Читаем Дневники 1926-1927 полностью

У меня в голове вертится какая-то мысль о мудрости, но не знаю, достаточно ли она созрела, чтобы ее выразить? «Скептик», подобный Франсу, это свободный человек, позволяющий себе иногда оторвать от родимой почвы цветы мудрости человечества и полюбоваться ими у себя в комнате, в своих вазах. Весь скепсис заключается только в том, что великое учение какого-нибудь мудреца приближается к обыкновенной жизни и тут разглядывается вместе с другими вещами, окружающими обыкновенный трудовой день человека.
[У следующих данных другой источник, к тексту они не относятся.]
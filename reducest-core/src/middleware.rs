//! Middleware and the store view they receive
//!
//! A middleware wraps the next link of the chain and returns a new link. It
//! is the Rust shape of the classic `store => next => action => ...`
//! signature: [`Middleware::wrap`] receives the store view and `next`, and the
//! returned [`Dispatch`] receives the action.
//!
//! # Example
//!
//! ```
//! use reducest_core::middleware::from_fn;
//! use reducest_core::{Dispatch, MiddlewareRef};
//!
//! // Drop every action equal to "drop", forward the rest
//! let blocker: MiddlewareRef<Vec<&'static str>, &'static str> =
//!     from_fn("blocker", |_store, next: &Dispatch<&'static str>, action| {
//!         if action == "drop" {
//!             return Ok(None);
//!         }
//!         next.call(action)
//!     });
//! # let _ = blocker;
//! ```

use std::cell::OnceCell;
use std::fmt;
use std::rc::Rc;

use crate::action::Action;
use crate::cell::StateCell;
use crate::dispatch::{Dispatch, Dispatched, WeakDispatch};
use crate::error::DispatchError;

/// Intercepts actions on their way to the reducer.
///
/// `wrap` runs once per composition. The returned link runs once per action
/// and decides whether to forward to `next`, re-enter the chain through
/// [`StoreView::dispatch`], or stop.
pub trait Middleware<S, A: Action> {
    /// Name used in traces and rejection errors
    fn name(&self) -> &'static str {
        std::any::type_name::<Self>()
    }

    /// Build the link that sits in front of `next`.
    fn wrap(&self, store: StoreView<S, A>, next: Dispatch<A>) -> Dispatch<A>;
}

/// Shared middleware handle. Identity is the allocation, so keep the same
/// `Rc` across renders to keep the composed dispatch stable.
pub type MiddlewareRef<S, A> = Rc<dyn Middleware<S, A>>;

/// Whether two middleware handles are the same instance.
pub fn same_middleware<S, A: Action>(a: &MiddlewareRef<S, A>, b: &MiddlewareRef<S, A>) -> bool {
    std::ptr::addr_eq(Rc::as_ptr(a), Rc::as_ptr(b))
}

/// Middleware built from a three-argument closure, see [`from_fn`].
pub struct FnMiddleware<F> {
    name: &'static str,
    handler: Rc<F>,
}

impl<F> fmt::Debug for FnMiddleware<F> {
    fn fmt(&self, f: &mut fmt::Formatter<'_>) -> fmt::Result {
        f.debug_struct("FnMiddleware")
            .field("name", &self.name)
            .finish_non_exhaustive()
    }
}

impl<S, A, F> Middleware<S, A> for FnMiddleware<F>
where
    S: 'static,
    A: Action,
    F: Fn(&StoreView<S, A>, &Dispatch<A>, A) -> Dispatched<A> + 'static,
{
    fn name(&self) -> &'static str {
        self.name
    }

    fn wrap(&self, store: StoreView<S, A>, next: Dispatch<A>) -> Dispatch<A> {
        let handler = Rc::clone(&self.handler);
        Dispatch::new(move |action| handler(&store, &next, action))
    }
}

/// Turn `|store, next, action| ...` into a middleware.
pub fn from_fn<S, A, F>(name: &'static str, handler: F) -> MiddlewareRef<S, A>
where
    S: 'static,
    A: Action,
    F: Fn(&StoreView<S, A>, &Dispatch<A>, A) -> Dispatched<A> + 'static,
{
    Rc::new(FnMiddleware {
        name,
        handler: Rc::new(handler),
    })
}

/// The read/dispatch handle each middleware receives at composition.
///
/// All middleware of one composition share the same view: reads go to the
/// live state cell, and [`dispatch`](Self::dispatch) enters the composed
/// chain from the top rather than at `next`.
///
/// The view handed to `wrap` only refers weakly to its chain, so links that
/// capture it do not keep themselves alive. Cloning it once the chain exists
/// yields an owning view: a continuation that stashes `store.clone()` keeps
/// its chain alive until it is done with it, even after the host composed a
/// newer one.
pub struct StoreView<S, A> {
    cell: Rc<StateCell<S>>,
    chain: ChainRef<A>,
}

enum ChainRef<A> {
    /// Held by the chain's own links; filled in once composition finishes
    Slot(Rc<OnceCell<WeakDispatch<A>>>),
    Owned(Dispatch<A>),
}

impl<A> ChainRef<A> {
    fn current(&self) -> Option<Dispatch<A>> {
        match self {
            Self::Slot(slot) => slot.get().and_then(WeakDispatch::upgrade),
            Self::Owned(composed) => Some(composed.clone()),
        }
    }
}

impl<S, A> Clone for StoreView<S, A> {
    fn clone(&self) -> Self {
        let chain = match &self.chain {
            ChainRef::Owned(composed) => ChainRef::Owned(composed.clone()),
            ChainRef::Slot(slot) => match slot.get().and_then(WeakDispatch::upgrade) {
                Some(composed) => ChainRef::Owned(composed),
                // Still composing: stay on the shared slot
                None => ChainRef::Slot(Rc::clone(slot)),
            },
        };
        Self {
            cell: Rc::clone(&self.cell),
            chain,
        }
    }
}

impl<S, A> fmt::Debug for StoreView<S, A> {
    fn fmt(&self, f: &mut fmt::Formatter<'_>) -> fmt::Result {
        f.debug_struct("StoreView")
            .field("attached", &self.chain.current().is_some())
            .field("owned", &matches!(self.chain, ChainRef::Owned(_)))
            .finish_non_exhaustive()
    }
}

impl<S, A> StoreView<S, A> {
    pub(crate) fn new(cell: Rc<StateCell<S>>, slot: Rc<OnceCell<WeakDispatch<A>>>) -> Self {
        Self {
            cell,
            chain: ChainRef::Slot(slot),
        }
    }
}

impl<S: Clone, A: Action> StoreView<S, A> {
    /// State as of this call, including writes made earlier in the same dispatch.
    pub fn get_state(&self) -> S {
        self.cell.get()
    }

    /// Borrow the state without cloning it.
    pub fn with_state<R>(&self, f: impl FnOnce(&S) -> R) -> R {
        self.cell.with(f)
    }

    /// Dispatch `action` through the whole composed chain, starting at the
    /// outermost middleware.
    ///
    /// Fails with [`DispatchError::Detached`] when called from `wrap`, before
    /// the chain it belongs to has been composed.
    pub fn dispatch(&self, action: A) -> Dispatched<A> {
        match self.chain.current() {
            Some(composed) => composed.call(action),
            None => {
                tracing::warn!(action = %action.name(), "store view is detached from its chain");
                Err(DispatchError::Detached {
                    action: action.name(),
                })
            }
        }
    }
}

#[cfg(test)]
mod tests {
    use super::*;
    use crate::store::Reducer;
    use std::cell::RefCell;

    fn view_over(value: i32) -> (Rc<StateCell<i32>>, StoreView<i32, i32>) {
        let cell = Rc::new(StateCell::new(value, Box::new(())));
        let view = StoreView::new(Rc::clone(&cell), Rc::new(OnceCell::new()));
        (cell, view)
    }

    #[test]
    fn test_view_reads_live_state() {
        let (cell, view) = view_over(1);
        let add = Reducer::new(|s: &i32, a: &i32| s + a);

        cell.apply(&add, &41).unwrap();
        assert_eq!(view.get_state(), 42);
        assert_eq!(view.with_state(|s| s * 2), 84);
    }

    #[test]
    fn test_unattached_view_is_detached() {
        let (_cell, view) = view_over(0);
        assert_eq!(
            view.dispatch(3),
            Err(DispatchError::Detached { action: "i32" })
        );
    }

    #[test]
    fn test_clone_of_attached_view_owns_its_chain() {
        let (cell, view) = view_over(0);
        let slot = match &view.chain {
            ChainRef::Slot(slot) => Rc::clone(slot),
            ChainRef::Owned(_) => unreachable!("fresh views use the slot"),
        };
        let add = Reducer::new(|s: &i32, a: &i32| s + a);
        let apply_cell = Rc::clone(&cell);
        let composed = Dispatch::new(move |a: i32| {
            apply_cell.apply(&add, &a)?;
            Ok(Some(a))
        });
        assert!(slot.set(composed.downgrade()).is_ok());

        let kept = view.clone();
        drop(composed);

        assert_eq!(kept.dispatch(5), Ok(Some(5)));
        assert_eq!(cell.get(), 5);
        assert_eq!(view.dispatch(1), Err(DispatchError::Detached { action: "i32" }));
    }

    #[test]
    fn test_from_fn_wraps_next() {
        let (_cell, view) = view_over(0);
        let seen = Rc::new(RefCell::new(Vec::new()));
        let log = Rc::clone(&seen);

        let tap: MiddlewareRef<i32, i32> = from_fn("tap", move |_store, next, action| {
            log.borrow_mut().push(action);
            next.call(action + 1)
        });
        assert_eq!(tap.name(), "tap");

        let link = tap.wrap(view, Dispatch::new(|a| Ok(Some(a))));
        assert_eq!(link.call(1), Ok(Some(2)));
        assert_eq!(*seen.borrow(), vec![1]);
    }

    #[test]
    fn test_same_middleware_compares_instances() {
        let a: MiddlewareRef<i32, i32> = from_fn("a", |_, next, action| next.call(action));
        let b: MiddlewareRef<i32, i32> = from_fn("a", |_, next, action| next.call(action));

        assert!(same_middleware(&a, &Rc::clone(&a)));
        assert!(!same_middleware(&a, &b));
    }
}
Так, например, учение Сакья Муни{49} обыкновенно, не скептически, представляется в глубине веков восточных народов в книгах за 7-ю печатями, но почему же не представить себе, что Сакья Муни сидит с нами за чаем, читает газету, слушает радио? Проделав такой опыт, Франс непременно от каждого такого гостя оставляет нам что-нибудь очень хорошее. Мне кажется, что за «скептическое отношение» у Франса принимается просто его решимость перемещать прошлые мысли в современную жизнь. Из этого можно сделать вывод, что Франс к живой текущей жизни относится вовсе не «скептически», и сам он сотни раз указывает на большую ценность мыслей, приходящих во время прогулок, сравнительно с мыслями, возникающими при чтении — разве этим он не отгораживается от скепсиса?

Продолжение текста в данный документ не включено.